● Requirement: Copy out each line of the data holding "AppState".

● Saved entries:
.....

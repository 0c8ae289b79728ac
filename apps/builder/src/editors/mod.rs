//! Section editors: validate one section's submission before it replaces the
//! document's data. A rejected submission never reaches the model.

mod history;
mod lists;
mod profile;

use std::fmt;

use serde::Serialize;

use crate::models::resume::SectionData;
use crate::models::section::SectionId;

pub use history::{validate_education, validate_experience, validate_projects};
pub use lists::{validate_achievements, validate_certifications, validate_languages, validate_skills};
pub use profile::{validate_contact, validate_personal_links, validate_summary};

#[derive(Debug, Clone, PartialEq, Eq, Serialize)]
pub struct FieldError {
    /// Path into the submission, e.g. `experienceList[1].jobTitle`.
    pub field: String,
    pub message: String,
}

#[derive(Debug, Clone, PartialEq, Eq)]
pub struct EditorError {
    pub section: SectionId,
    pub errors: Vec<FieldError>,
}

impl fmt::Display for EditorError {
    fn fmt(&self, f: &mut fmt::Formatter<'_>) -> fmt::Result {
        write!(f, "{} section rejected: ", self.section.label())?;
        for (i, err) in self.errors.iter().enumerate() {
            if i > 0 {
                f.write_str("; ")?;
            }
            write!(f, "{} {}", err.field, err.message)?;
        }
        Ok(())
    }
}

impl std::error::Error for EditorError {}

/// Validates and normalizes a submission for whichever section it carries.
pub fn validate(data: SectionData) -> Result<SectionData, EditorError> {
    Ok(match data {
        SectionData::Contact(v) => SectionData::Contact(validate_contact(v)?),
        SectionData::Summary(v) => SectionData::Summary(Some(validate_summary(v)?)),
        SectionData::Experience(v) => SectionData::Experience(validate_experience(v)?),
        SectionData::Education(v) => SectionData::Education(validate_education(v)?),
        SectionData::Projects(v) => SectionData::Projects(validate_projects(v)?),
        SectionData::Skills(v) => SectionData::Skills(validate_skills(v)?),
        SectionData::Achievements(v) => SectionData::Achievements(validate_achievements(v)?),
        SectionData::Certifications(v) => {
            SectionData::Certifications(validate_certifications(v)?)
        }
        SectionData::Languages(v) => SectionData::Languages(validate_languages(v)?),
        SectionData::PersonalLinks(v) => SectionData::PersonalLinks(validate_personal_links(v)?),
    })
}

// ────────────────────────────────────────────────────────────────────────────
// Shared checks
// ────────────────────────────────────────────────────────────────────────────

/// Collects every problem in a submission so the caller sees them all at once.
pub(crate) struct Checker {
    section: SectionId,
    list_field: &'static str,
    errors: Vec<FieldError>,
}

impl Checker {
    pub(crate) fn new(section: SectionId, list_field: &'static str) -> Self {
        Self {
            section,
            list_field,
            errors: Vec::new(),
        }
    }

    pub(crate) fn path(&self, index: Option<usize>, field: &str) -> String {
        match index {
            Some(i) => format!("{}[{i}].{field}", self.list_field),
            None if field.is_empty() => self.list_field.to_string(),
            None => format!("{}.{field}", self.list_field),
        }
    }

    pub(crate) fn fail(&mut self, index: Option<usize>, field: &str, message: impl Into<String>) {
        let field = self.path(index, field);
        self.errors.push(FieldError {
            field,
            message: message.into(),
        });
    }

    pub(crate) fn require(&mut self, index: Option<usize>, field: &str, value: &str) {
        if value.trim().is_empty() {
            self.fail(index, field, "is required");
        }
    }

    pub(crate) fn require_some<T>(&mut self, index: Option<usize>, field: &str, value: &Option<T>) {
        if value.is_none() {
            self.fail(index, field, "is required");
        }
    }

    pub(crate) fn max_entries(&mut self, len: usize, max: usize) {
        if len > max {
            self.fail(None, "", format!("allows at most {max} entries (got {len})"));
        }
    }

    pub(crate) fn max_chars(&mut self, index: Option<usize>, field: &str, value: &str, max: usize) {
        let len = value.chars().count();
        if len > max {
            self.fail(index, field, format!("must be at most {max} characters (got {len})"));
        }
    }

    /// Bullet limits shared by experience and project descriptions.
    pub(crate) fn bullets(
        &mut self,
        index: usize,
        bullets: &[String],
        max_bullets: usize,
        max_chars: usize,
        max_words: usize,
    ) {
        if bullets.len() > max_bullets {
            self.fail(
                Some(index),
                "description",
                format!("allows at most {max_bullets} bullet points (got {})", bullets.len()),
            );
        }
        for (i, bullet) in bullets.iter().enumerate() {
            self.max_chars(Some(index), &format!("description[{i}]"), bullet, max_chars);
        }
        let words = crate::format::text::word_count(bullets);
        if words > max_words {
            self.fail(
                Some(index),
                "description",
                format!("must be at most {max_words} words in total (got {words})"),
            );
        }
    }

    pub(crate) fn finish<T>(self, value: T) -> Result<T, EditorError> {
        if self.errors.is_empty() {
            Ok(value)
        } else {
            Err(EditorError {
                section: self.section,
                errors: self.errors,
            })
        }
    }
}

pub(crate) fn trim_in_place(value: &mut String) {
    let trimmed = value.trim();
    if trimmed.len() != value.len() {
        *value = trimmed.to_string();
    }
}

/// Trimmed, non-blank bullets.
pub(crate) fn clean_bullets(bullets: Vec<String>) -> Vec<String> {
    bullets
        .into_iter()
        .map(|b| b.trim().to_string())
        .filter(|b| !b.is_empty())
        .collect()
}
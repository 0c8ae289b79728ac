//! Operations that span a session and the outside world: persistence and export.
//!
//! The session lock is never held across a store call or an encoder run.

use std::sync::Arc;
use std::time::Duration;

use uuid::Uuid;

use crate::builder::mode::SaveRoute;
use crate::builder::registry::{SessionRegistry, SharedSession};
use crate::builder::session::{BuilderSession, SaveOutcome, SessionView};
use crate::errors::AppError;
use crate::export::{Artifact, ExportFormat, ExportPipeline, ExportSnapshot};
use crate::layout::ReconcilePolicy;
use crate::persistence::{Readiness, ResumeStore};

/// How a new session is seeded.
#[derive(Debug, Clone, PartialEq, Eq)]
pub enum SessionSeed {
    Blank,
    Latest,
    Edit(String),
    Clone(String),
}

pub struct BuilderService {
    store: Arc<dyn ResumeStore>,
    sessions: SessionRegistry,
    pipeline: ExportPipeline,
    policy: ReconcilePolicy,
}

impl BuilderService {
    pub fn new(
        store: Arc<dyn ResumeStore>,
        export_timeout: Duration,
        policy: ReconcilePolicy,
    ) -> Self {
        Self {
            store,
            sessions: SessionRegistry::new(),
            pipeline: ExportPipeline::new(export_timeout),
            policy,
        }
    }

    pub fn store(&self) -> &dyn ResumeStore {
        self.store.as_ref()
    }

    pub fn policy(&self) -> ReconcilePolicy {
        self.policy
    }

    pub fn sessions(&self) -> &SessionRegistry {
        &self.sessions
    }

    pub async fn session(&self, id: Uuid) -> Result<SharedSession, AppError> {
        self.sessions
            .get(id)
            .await
            .ok_or_else(|| AppError::NotFound(format!("Builder session {id} not found")))
    }

    /// Locks the session, marks it used and runs `f` against it.
    pub async fn with_session<T>(
        &self,
        id: Uuid,
        f: impl FnOnce(&mut BuilderSession) -> Result<T, AppError>,
    ) -> Result<T, AppError> {
        let shared = self.session(id).await?;
        let mut session = shared.lock().await;
        session.touch();
        f(&mut session)
    }

    pub async fn open_session(&self, seed: SessionSeed) -> Result<SessionView, AppError> {
        let mut session = BuilderSession::new();
        match seed {
            SessionSeed::Blank => {}
            SessionSeed::Latest => {
                let version = self.store.get_latest_resume().await?;
                session.load_for_edit(version);
            }
            SessionSeed::Edit(label) => {
                let version = self.store.get_resume_by_version(&label).await?;
                session.load_for_edit(version);
            }
            SessionSeed::Clone(label) => {
                let version = self.store.get_resume_by_version(&label).await?;
                session.clone_from(&version);
            }
        }
        let view = session.view();
        self.sessions.insert(session).await;
        Ok(view)
    }

    /// Loads a persisted version into an existing session for editing or cloning.
    pub async fn load_into(
        &self,
        id: Uuid,
        label: &str,
        clone: bool,
    ) -> Result<SessionView, AppError> {
        // Fail fast on an unknown session before calling the store
        self.session(id).await?;
        let version = self.store.get_resume_by_version(label).await?;
        self.with_session(id, |session| {
            if clone {
                session.clone_from(&version);
            } else {
                session.load_for_edit(version);
            }
            Ok(session.view())
        })
        .await
    }

    pub async fn save(&self, id: Uuid, as_new: bool) -> Result<SessionView, AppError> {
        let ticket = self
            .with_session(id, |session| Ok(session.save_ticket(as_new)))
            .await?;

        let saved = match &ticket.route {
            SaveRoute::Create => {
                tracing::info!("Session {id}: creating a new resume version");
                self.store.create_resume(&ticket.document).await?
            }
            SaveRoute::Update(label) => {
                tracing::info!("Session {id}: updating resume {label}");
                self.store.update_resume(label, &ticket.document).await?
            }
        };

        let label = saved.version_label.clone();
        self.with_session(id, |session| {
            match session.complete_save(&ticket, saved) {
                SaveOutcome::Applied => tracing::info!("Session {id}: saved as {label}"),
                SaveOutcome::AppliedKeepingEdits => {
                    tracing::info!("Session {id}: saved as {label}; newer edits are unsaved")
                }
                SaveOutcome::Discarded => {}
            }
            Ok(session.view())
        })
        .await
    }

    /// Snapshot under the lock, readiness check, then encode off the lock.
    pub async fn export(&self, id: Uuid, format: ExportFormat) -> Result<Artifact, AppError> {
        let (snapshot, cancel) = self
            .with_session(id, |session| {
                let version_label = session.download_label().ok_or_else(|| {
                    AppError::RenderPrecondition(
                        "Save your resume before downloading it".to_string(),
                    )
                })?;
                let snapshot = ExportSnapshot {
                    document: session.document().clone(),
                    rendered: session.render(),
                    version_label,
                    title: session.download_title(),
                };
                Ok((snapshot, session.cancel_token().clone()))
            })
            .await?;

        match self
            .store
            .request_download_readiness(&snapshot.version_label)
            .await?
        {
            Readiness::Ready => {}
            Readiness::NotReady(reason) => {
                tracing::info!(
                    "Download of {} refused by the resume service",
                    snapshot.version_label
                );
                return Err(AppError::Entitlement(reason));
            }
        }

        Ok(self.pipeline.export(format, snapshot, &cancel).await?)
    }

    pub async fn close_session(&self, id: Uuid) -> Result<(), AppError> {
        if self.sessions.remove(id).await {
            Ok(())
        } else {
            Err(AppError::NotFound(format!("Builder session {id} not found")))
        }
    }
}

#[cfg(test)]
mod tests {
    use super::*;
    use crate::builder::mode::BuilderMode;
    use crate::builder::session::DocumentPatch;
    use crate::persistence::{InMemoryResumeStore, StoreOp};
    use crate::render::sample::sample_resume;

    fn service_with(store: Arc<InMemoryResumeStore>) -> BuilderService {
        BuilderService::new(store, Duration::from_secs(30), ReconcilePolicy::ClearOnSwitch)
    }

    async fn titled(service: &BuilderService, id: Uuid, title: &str) {
        service
            .with_session(id, |s| {
                s.apply_patch(DocumentPatch {
                    title: Some(title.into()),
                    ..Default::default()
                });
                Ok(())
            })
            .await
            .unwrap();
    }

    #[tokio::test]
    async fn test_create_then_plain_save_updates() {
        let store = Arc::new(InMemoryResumeStore::new());
        let service = service_with(store.clone());
        let view = service.open_session(SessionSeed::Blank).await.unwrap();
        titled(&service, view.id, "Backend Engineer").await;

        let first = service.save(view.id, false).await.unwrap();
        assert_eq!(first.mode, BuilderMode::Create);
        assert_eq!(first.resume_meta.unwrap().version_label, "v1");

        service.save(view.id, false).await.unwrap();
        assert_eq!(store.len().await, 1);

        let third = service.save(view.id, true).await.unwrap();
        assert_eq!(third.resume_meta.unwrap().version_label, "v2");
    }

    #[tokio::test]
    async fn test_failed_save_leaves_session_unchanged() {
        let store = Arc::new(InMemoryResumeStore::new());
        let service = service_with(store.clone());
        let view = service.open_session(SessionSeed::Blank).await.unwrap();
        store.fail_next(StoreOp::Create, 500, "down").await;

        let err = service.save(view.id, false).await.unwrap_err();
        assert!(matches!(err, AppError::Persistence(_)));

        let after = service.with_session(view.id, |s| Ok(s.view())).await.unwrap();
        assert_eq!(after.mode, BuilderMode::Create);
        assert!(after.resume_meta.is_none());
        assert_eq!(after.revision, view.revision);
    }

    #[tokio::test]
    async fn test_clone_save_creates_new_version() {
        let store = Arc::new(InMemoryResumeStore::new());
        store.create_resume(&sample_resume()).await.unwrap();
        let service = service_with(store.clone());

        let view = service
            .open_session(SessionSeed::Clone("v1".into()))
            .await
            .unwrap();
        assert_eq!(view.mode, BuilderMode::Clone);
        let saved = service.save(view.id, false).await.unwrap();
        assert_eq!(saved.mode, BuilderMode::Create);
        assert_eq!(saved.resume_meta.unwrap().version_label, "v2");
    }

    #[tokio::test]
    async fn test_export_without_save_is_rejected() {
        let service = service_with(Arc::new(InMemoryResumeStore::new()));
        let view = service.open_session(SessionSeed::Blank).await.unwrap();
        let err = service.export(view.id, ExportFormat::Pdf).await.unwrap_err();
        assert!(matches!(err, AppError::RenderPrecondition(_)));
    }

    #[tokio::test]
    async fn test_export_respects_download_quota() {
        let store = Arc::new(InMemoryResumeStore::with_download_limit(1));
        store.create_resume(&sample_resume()).await.unwrap();
        let service = service_with(store);
        let view = service
            .open_session(SessionSeed::Edit("v1".into()))
            .await
            .unwrap();

        let artifact = service.export(view.id, ExportFormat::Txt).await.unwrap();
        assert_eq!(artifact.filename, "Software_Developer.txt");

        let err = service.export(view.id, ExportFormat::Txt).await.unwrap_err();
        assert!(matches!(err, AppError::Entitlement(_)));
    }

    #[tokio::test]
    async fn test_export_is_named_after_saved_title() {
        let service = service_with(Arc::new(InMemoryResumeStore::new()));
        let view = service.open_session(SessionSeed::Blank).await.unwrap();
        titled(&service, view.id, "Backend Engineer").await;
        service.save(view.id, false).await.unwrap();
        titled(&service, view.id, "Unsaved Rename").await;

        let artifact = service.export(view.id, ExportFormat::Txt).await.unwrap();
        assert_eq!(artifact.filename, "Backend_Engineer.txt");
        let artifact = service.export(view.id, ExportFormat::Pdf).await.unwrap();
        assert_eq!(artifact.filename, "Backend_Engineer_v1.pdf");
    }

    #[tokio::test]
    async fn test_latest_seed_on_empty_store_is_not_found() {
        let service = service_with(Arc::new(InMemoryResumeStore::new()));
        let err = service.open_session(SessionSeed::Latest).await.unwrap_err();
        assert!(matches!(err, AppError::NotFound(_)));
    }

    #[tokio::test]
    async fn test_closed_session_is_gone() {
        let service = service_with(Arc::new(InMemoryResumeStore::new()));
        let view = service.open_session(SessionSeed::Blank).await.unwrap();
        service.close_session(view.id).await.unwrap();
        assert!(matches!(
            service.session(view.id).await,
            Err(AppError::NotFound(_))
        ));
    }
}
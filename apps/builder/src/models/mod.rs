pub mod lenient;
pub mod resume;
pub mod section;

pub use resume::{ResumeDocument, ResumeSummary, ResumeVersion, SectionData};
pub use section::SectionId;
use crate::format::{display_bullets, full_name, join_present};
use crate::layout::{LayoutConfig, TemplateKind};
use crate::models::resume::{ExperienceEntry, ResumeDocument};
use crate::models::section::SectionId;
use crate::render::model::{Block, Entry, Header, HeaderAlign, RenderedResume, Span};
use crate::render::sections::{self as s, PIPE};
use crate::render::templates::{bullet_list, headline, inline_list};
use crate::render::{
    ordered_sections, section_block, single_column, SectionBlock, TemplateRenderer, Theme,
};

/// Left-aligned profile header; each section is a labelled row.
pub struct ModernProfileTemplate;

impl TemplateRenderer for ModernProfileTemplate {
    fn kind(&self) -> TemplateKind {
        TemplateKind::ModernProfile
    }

    fn render(
        &self,
        document: &ResumeDocument,
        layout: &LayoutConfig,
        theme: &Theme,
    ) -> RenderedResume {
        let order = ordered_sections(layout, self.kind());
        let contact = if order.contains(&SectionId::Contact) {
            s::contact_spans(&document.contact_info, &[])
        } else {
            Vec::new()
        };
        let sections = order
            .into_iter()
            .filter_map(|id| section(id, document))
            .collect();

        RenderedResume {
            template: self.kind(),
            theme_color: theme.color.clone(),
            title: document.title.clone(),
            header: Header {
                name: full_name(&document.contact_info),
                headline: headline(document),
                contact,
                align: HeaderAlign::Left,
            },
            regions: single_column(sections),
        }
    }
}

/// Company first, role and dates underneath.
fn experience_row(e: &ExperienceEntry) -> Entry {
    let detail = join_present(
        [e.job_title.as_str(), s::experience_range(e).as_str()],
        PIPE,
    );
    Entry {
        title: vec![Span::strong(e.company_name.trim())],
        subtitle: if detail.is_empty() {
            Vec::new()
        } else {
            vec![Span::emphasis(detail)]
        },
        aside: Some(s::experience_location(e)).filter(|l| !l.is_empty()),
        bullets: display_bullets(&e.description),
    }
}

fn section(id: SectionId, doc: &ResumeDocument) -> Option<SectionBlock> {
    match id {
        SectionId::Summary => section_block(id, "PROFILE", s::summary_blocks(doc)),
        SectionId::Experience => section_block(
            id,
            "EXPERIENCE",
            doc.experience_list
                .iter()
                .map(|e| Block::Entry(experience_row(e)))
                .collect(),
        ),
        SectionId::Education => section_block(
            id,
            "EDUCATION",
            doc.education_list
                .iter()
                .map(|e| Block::Entry(s::education_entry(e)))
                .collect(),
        ),
        SectionId::Skills => {
            section_block(id, "SKILLS", inline_list(s::skill_names(&doc.skill_list), " • "))
        }
        SectionId::Achievements => section_block(
            id,
            "ACHIEVEMENTS",
            bullet_list(s::achievement_lines(&doc.achievement_list)),
        ),
        SectionId::Languages => section_block(
            id,
            "LANGUAGES",
            inline_list(s::language_names(&doc.language_list), ", "),
        ),
        _ => None,
    }
}
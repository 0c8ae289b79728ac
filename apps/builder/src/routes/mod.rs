pub mod health;

use axum::{
    routing::{get, patch, post, put},
    Router,
};

use crate::builder::handlers;
use crate::render::handlers as templates;
use crate::state::AppState;

pub fn build_router(state: AppState) -> Router {
    Router::new()
        .route("/health", get(health::health_handler))
        // Template gallery
        .route("/api/v1/templates", get(templates::handle_list_templates))
        .route(
            "/api/v1/templates/:name/preview",
            get(templates::handle_template_preview),
        )
        // Builder sessions
        .route("/api/v1/sessions", post(handlers::handle_open_session))
        .route(
            "/api/v1/sessions/:id",
            get(handlers::handle_get_session).delete(handlers::handle_close_session),
        )
        .route(
            "/api/v1/sessions/:id/reset",
            post(handlers::handle_reset_session),
        )
        .route(
            "/api/v1/sessions/:id/sections/:section",
            put(handlers::handle_put_section),
        )
        .route(
            "/api/v1/sessions/:id/document",
            patch(handlers::handle_patch_document),
        )
        .route(
            "/api/v1/sessions/:id/template",
            put(handlers::handle_switch_template),
        )
        .route(
            "/api/v1/sessions/:id/layout",
            put(handlers::handle_replace_layout),
        )
        .route(
            "/api/v1/sessions/:id/layout/reorder",
            post(handlers::handle_reorder_layout),
        )
        .route(
            "/api/v1/sessions/:id/layout/:section/move",
            post(handlers::handle_move_section),
        )
        .route(
            "/api/v1/sessions/:id/layout/:section/toggle",
            post(handlers::handle_toggle_section),
        )
        .route(
            "/api/v1/sessions/:id/editing",
            put(handlers::handle_set_editing),
        )
        .route(
            "/api/v1/sessions/:id/preview",
            get(handlers::handle_session_preview),
        )
        .route("/api/v1/sessions/:id/save", post(handlers::handle_save))
        .route("/api/v1/sessions/:id/load", post(handlers::handle_load))
        .route(
            "/api/v1/sessions/:id/export/:format",
            get(handlers::handle_export),
        )
        // Persisted resumes
        .route("/api/v1/resumes", get(handlers::handle_list_resumes))
        .route(
            "/api/v1/resumes/:label",
            get(handlers::handle_get_resume).delete(handlers::handle_delete_resume),
        )
        .route(
            "/api/v1/resumes/:label/match",
            post(handlers::handle_match_resume),
        )
        .with_state(state)
}

#[cfg(test)]
mod tests {
    use std::sync::Arc;
    use std::time::Duration;

    use axum::body::{to_bytes, Body};
    use axum::http::{header, Request, StatusCode};
    use serde_json::{json, Value};
    use tower::ServiceExt;

    use super::*;
    use crate::builder::BuilderService;
    use crate::config::Config;
    use crate::layout::ReconcilePolicy;
    use crate::persistence::InMemoryResumeStore;

    fn test_state() -> AppState {
        let config = Config {
            port: 0,
            rust_log: "debug".into(),
            persistence_api_url: None,
            persistence_api_token: None,
            persistence_timeout_secs: 5,
            export_timeout_secs: 30,
            reconcile_policy: ReconcilePolicy::ClearOnSwitch,
            session_ttl_secs: 3600,
        };
        let builder = BuilderService::new(
            Arc::new(InMemoryResumeStore::new()),
            Duration::from_secs(config.export_timeout_secs),
            config.reconcile_policy,
        );
        AppState {
            config,
            builder: Arc::new(builder),
        }
    }

    async fn call(app: &Router, method: &str, uri: &str, body: Option<Value>) -> (StatusCode, Vec<u8>) {
        let mut request = Request::builder().method(method).uri(uri);
        let body = match body {
            Some(json) => {
                request = request.header(header::CONTENT_TYPE, "application/json");
                Body::from(json.to_string())
            }
            None => Body::empty(),
        };
        let response = app.clone().oneshot(request.body(body).unwrap()).await.unwrap();
        let status = response.status();
        let bytes = to_bytes(response.into_body(), usize::MAX).await.unwrap();
        (status, bytes.to_vec())
    }

    fn json_of(bytes: &[u8]) -> Value {
        serde_json::from_slice(bytes).unwrap()
    }

    #[tokio::test]
    async fn test_health() {
        let app = build_router(test_state());
        let (status, body) = call(&app, "GET", "/health", None).await;
        assert_eq!(status, StatusCode::OK);
        assert_eq!(json_of(&body)["status"], "ok");
    }

    #[tokio::test]
    async fn test_template_catalog_lists_six() {
        let app = build_router(test_state());
        let (status, body) = call(&app, "GET", "/api/v1/templates", None).await;
        assert_eq!(status, StatusCode::OK);
        assert_eq!(json_of(&body).as_array().unwrap().len(), 6);

        let (status, _) = call(&app, "GET", "/api/v1/templates/Unknown/preview", None).await;
        assert_eq!(status, StatusCode::NOT_FOUND);
    }

    #[tokio::test]
    async fn test_session_flow_save_then_export() {
        let app = build_router(test_state());
        let (status, body) = call(&app, "POST", "/api/v1/sessions", None).await;
        assert_eq!(status, StatusCode::CREATED);
        let id = json_of(&body)["id"].as_str().unwrap().to_string();

        let (status, body) = call(
            &app,
            "PATCH",
            &format!("/api/v1/sessions/{id}/document"),
            Some(json!({ "title": "Data Engineer" })),
        )
        .await;
        assert_eq!(status, StatusCode::OK);
        assert_eq!(json_of(&body)["document"]["title"], "Data Engineer");

        let (status, body) = call(&app, "GET", &format!("/api/v1/sessions/{id}/export/pdf"), None).await;
        assert_eq!(status, StatusCode::CONFLICT);
        assert_eq!(json_of(&body)["error"]["code"], "RENDER_PRECONDITION");

        let (status, body) = call(&app, "POST", &format!("/api/v1/sessions/{id}/save"), None).await;
        assert_eq!(status, StatusCode::OK);
        assert_eq!(json_of(&body)["resumeMeta"]["versionLabel"], "v1");
        assert_eq!(json_of(&body)["mode"], "create");

        let (status, body) = call(&app, "GET", &format!("/api/v1/sessions/{id}/export/txt"), None).await;
        assert_eq!(status, StatusCode::OK);
        assert_eq!(json_of(&body)["title"], "Data Engineer");

        let (status, _) = call(&app, "GET", &format!("/api/v1/sessions/{id}/export/gif"), None).await;
        assert_eq!(status, StatusCode::BAD_REQUEST);
    }

    #[tokio::test]
    async fn test_invalid_section_submission_is_400() {
        let app = build_router(test_state());
        let (_, body) = call(&app, "POST", "/api/v1/sessions", None).await;
        let id = json_of(&body)["id"].as_str().unwrap().to_string();

        let (status, body) = call(
            &app,
            "PUT",
            &format!("/api/v1/sessions/{id}/sections/summary"),
            Some(json!("x".repeat(501))),
        )
        .await;
        assert_eq!(status, StatusCode::BAD_REQUEST);
        assert_eq!(json_of(&body)["error"]["code"], "VALIDATION_ERROR");

        let (status, _) = call(
            &app,
            "PUT",
            &format!("/api/v1/sessions/{id}/sections/hobbies"),
            Some(json!([])),
        )
        .await;
        assert_eq!(status, StatusCode::BAD_REQUEST);
    }

    #[tokio::test]
    async fn test_template_switch_and_layout_move() {
        let app = build_router(test_state());
        let (_, body) = call(&app, "POST", "/api/v1/sessions", None).await;
        let id = json_of(&body)["id"].as_str().unwrap().to_string();

        let (status, body) = call(
            &app,
            "PUT",
            &format!("/api/v1/sessions/{id}/template"),
            Some(json!({ "templateName": "ModernProfileTemplate" })),
        )
        .await;
        assert_eq!(status, StatusCode::OK);
        let layout = json_of(&body)["session"]["layout"].clone();
        let visible = layout
            .as_array()
            .unwrap()
            .iter()
            .filter(|e| e["visible"] == true)
            .count();
        assert_eq!(visible, 7);

        let (status, _) = call(
            &app,
            "POST",
            &format!("/api/v1/sessions/{id}/layout/contact/move"),
            Some(json!({ "direction": "up" })),
        )
        .await;
        assert_eq!(status, StatusCode::BAD_REQUEST);
    }

    #[tokio::test]
    async fn test_unknown_session_is_404() {
        let app = build_router(test_state());
        let (status, _) = call(
            &app,
            "GET",
            "/api/v1/sessions/00000000-0000-0000-0000-000000000000",
            None,
        )
        .await;
        assert_eq!(status, StatusCode::NOT_FOUND);
    }

    #[tokio::test]
    async fn test_traversal_labels_are_rejected() {
        let app = build_router(test_state());
        let (status, body) = call(&app, "GET", "/api/v1/resumes/..%2F..%2Fadmin%2Fusers", None).await;
        assert_eq!(status, StatusCode::BAD_REQUEST);
        assert_eq!(json_of(&body)["error"]["code"], "VALIDATION_ERROR");

        let (status, _) = call(&app, "DELETE", "/api/v1/resumes/v1%2Fdelete", None).await;
        assert_eq!(status, StatusCode::BAD_REQUEST);

        let (status, _) = call(
            &app,
            "POST",
            "/api/v1/sessions",
            Some(json!({ "versionLabel": "..", "mode": "edit" })),
        )
        .await;
        assert_eq!(status, StatusCode::BAD_REQUEST);
    }
}
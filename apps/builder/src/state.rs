use std::sync::Arc;

use crate::builder::BuilderService;
use crate::config::Config;

/// Shared application state injected into all route handlers via Axum extractors.
#[derive(Clone)]
pub struct AppState {
    pub config: Config,
    /// Sessions, the resume store and the export pipeline.
    pub builder: Arc<BuilderService>,
}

.....

● Response to the task:
use crate::state::AppState;
pub fn build_router(state: AppState) -> Router {
    fn test_state() -> AppState {
        AppState {
pub struct AppState {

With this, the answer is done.